Data excerpts:
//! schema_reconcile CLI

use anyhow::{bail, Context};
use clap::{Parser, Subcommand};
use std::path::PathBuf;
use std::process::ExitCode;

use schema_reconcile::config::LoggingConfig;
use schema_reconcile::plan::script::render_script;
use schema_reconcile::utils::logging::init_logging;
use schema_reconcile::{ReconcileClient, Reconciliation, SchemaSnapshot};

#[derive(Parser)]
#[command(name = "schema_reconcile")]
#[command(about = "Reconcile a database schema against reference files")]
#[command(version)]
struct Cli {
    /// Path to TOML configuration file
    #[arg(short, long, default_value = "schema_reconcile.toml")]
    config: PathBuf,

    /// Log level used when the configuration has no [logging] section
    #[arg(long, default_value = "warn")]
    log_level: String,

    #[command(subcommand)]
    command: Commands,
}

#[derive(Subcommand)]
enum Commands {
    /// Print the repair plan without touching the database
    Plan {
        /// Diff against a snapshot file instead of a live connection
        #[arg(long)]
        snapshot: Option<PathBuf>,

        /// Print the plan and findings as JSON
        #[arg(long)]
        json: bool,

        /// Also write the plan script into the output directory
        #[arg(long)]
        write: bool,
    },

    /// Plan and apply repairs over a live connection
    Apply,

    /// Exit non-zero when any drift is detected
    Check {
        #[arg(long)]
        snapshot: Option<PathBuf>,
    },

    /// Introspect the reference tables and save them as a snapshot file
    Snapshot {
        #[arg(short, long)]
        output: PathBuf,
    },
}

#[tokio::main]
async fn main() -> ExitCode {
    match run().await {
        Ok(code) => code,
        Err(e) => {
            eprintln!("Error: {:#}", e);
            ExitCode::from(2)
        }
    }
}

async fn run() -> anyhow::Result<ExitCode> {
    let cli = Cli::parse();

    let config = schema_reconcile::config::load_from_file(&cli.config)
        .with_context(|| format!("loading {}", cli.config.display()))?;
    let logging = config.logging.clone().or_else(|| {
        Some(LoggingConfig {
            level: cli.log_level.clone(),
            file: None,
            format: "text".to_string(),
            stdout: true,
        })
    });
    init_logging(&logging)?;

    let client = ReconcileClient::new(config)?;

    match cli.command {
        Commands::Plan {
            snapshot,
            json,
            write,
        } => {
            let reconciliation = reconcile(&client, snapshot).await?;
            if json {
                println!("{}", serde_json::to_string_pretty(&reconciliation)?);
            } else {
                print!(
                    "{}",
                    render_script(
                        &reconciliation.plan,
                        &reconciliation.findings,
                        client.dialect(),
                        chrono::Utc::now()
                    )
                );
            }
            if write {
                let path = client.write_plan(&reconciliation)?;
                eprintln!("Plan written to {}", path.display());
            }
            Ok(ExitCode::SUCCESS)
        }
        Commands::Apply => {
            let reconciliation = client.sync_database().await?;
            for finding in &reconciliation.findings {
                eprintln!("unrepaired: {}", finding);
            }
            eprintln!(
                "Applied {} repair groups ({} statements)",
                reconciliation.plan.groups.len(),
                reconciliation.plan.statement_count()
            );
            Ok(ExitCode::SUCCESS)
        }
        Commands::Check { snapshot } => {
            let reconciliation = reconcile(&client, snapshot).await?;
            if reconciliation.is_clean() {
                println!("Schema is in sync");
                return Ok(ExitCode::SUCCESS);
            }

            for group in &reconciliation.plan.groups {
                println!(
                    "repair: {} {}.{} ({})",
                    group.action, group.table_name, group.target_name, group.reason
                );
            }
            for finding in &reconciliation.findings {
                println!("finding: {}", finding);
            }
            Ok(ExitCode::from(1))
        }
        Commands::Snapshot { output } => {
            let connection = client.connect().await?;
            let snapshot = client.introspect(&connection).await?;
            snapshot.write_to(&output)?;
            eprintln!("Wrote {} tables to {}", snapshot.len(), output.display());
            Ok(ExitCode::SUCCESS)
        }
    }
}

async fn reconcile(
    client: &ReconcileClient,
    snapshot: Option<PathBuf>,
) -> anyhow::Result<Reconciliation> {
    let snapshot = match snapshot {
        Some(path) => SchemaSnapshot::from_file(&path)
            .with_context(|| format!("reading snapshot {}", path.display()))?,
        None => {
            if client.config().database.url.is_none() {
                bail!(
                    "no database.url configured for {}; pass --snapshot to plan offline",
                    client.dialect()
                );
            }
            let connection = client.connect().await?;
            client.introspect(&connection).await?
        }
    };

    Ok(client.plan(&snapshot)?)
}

AIM OF THE TASK: Work out how many lines in the records hold the word "ReconcileClient", and answer with that number alone.

SOLUTION TO THE EXERCISE: 3